Saved entries:
==========
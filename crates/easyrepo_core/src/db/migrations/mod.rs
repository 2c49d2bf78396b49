//! Versioned migration executor for caller-owned schemas.
//!
//! # Responsibility
//! - Validate that supplied migrations are strictly ordered.
//! - Apply pending migrations atomically.
//!
//! # Invariants
//! - `version` values must be strictly increasing.
//! - Applied migration version is mirrored to `PRAGMA user_version`.

use crate::db::{DbError, DbResult};
use log::info;
use rusqlite::Connection;

/// One schema step owned by the embedding application.
#[derive(Debug, Clone, Copy, PartialEq, Eq)]
pub struct Migration {
    pub version: u32,
    pub sql: &'static str,
}

impl Migration {
    pub const fn new(version: u32, sql: &'static str) -> Self {
        Self { version, sql }
    }
}

/// Returns the highest version in `migrations`, or `0` when empty.
pub fn latest_version(migrations: &[Migration]) -> u32 {
    migrations.last().map_or(0, |migration| migration.version)
}

/// Applies all migrations newer than the connection's `user_version`.
///
/// # Errors
/// - `InvalidMigrationOrder` when versions are not strictly increasing.
/// - `UnsupportedSchemaVersion` when the database is ahead of `migrations`.
/// - `Sqlite` when any migration statement fails; nothing is committed then.
pub(crate) fn apply_migrations(conn: &mut Connection, migrations: &[Migration]) -> DbResult<()> {
    check_order(migrations)?;

    let current_version = current_user_version(conn)?;
    let latest = latest_version(migrations);

    if current_version > latest {
        return Err(DbError::UnsupportedSchemaVersion {
            db_version: current_version,
            latest_supported: latest,
        });
    }

    if current_version == latest {
        return Ok(());
    }

    let tx = conn.transaction()?;
    for migration in migrations {
        if migration.version <= current_version {
            continue;
        }

        tx.execute_batch(migration.sql)?;
        tx.execute_batch(&format!("PRAGMA user_version = {};", migration.version))?;
    }
    tx.commit()?;

    info!(
        "event=db_migrate module=db status=ok from_version={} to_version={}",
        current_version, latest
    );
    Ok(())
}

fn check_order(migrations: &[Migration]) -> DbResult<()> {
    for pair in migrations.windows(2) {
        if pair[1].version <= pair[0].version {
            return Err(DbError::InvalidMigrationOrder {
                previous: pair[0].version,
                next: pair[1].version,
            });
        }
    }
    Ok(())
}

fn current_user_version(conn: &Connection) -> DbResult<u32> {
    let version = conn.query_row("PRAGMA user_version;", [], |row| row.get::<_, u32>(0))?;
    Ok(version)
}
==========
■ **REQUIRED WORK**: Which lines in the entries above contain "static"? Pull each of them out.

■ **YOUR SOLUTION**:
    pub sql: &'static str,
    pub const fn new(version: u32, sql: &'static str) -> Self {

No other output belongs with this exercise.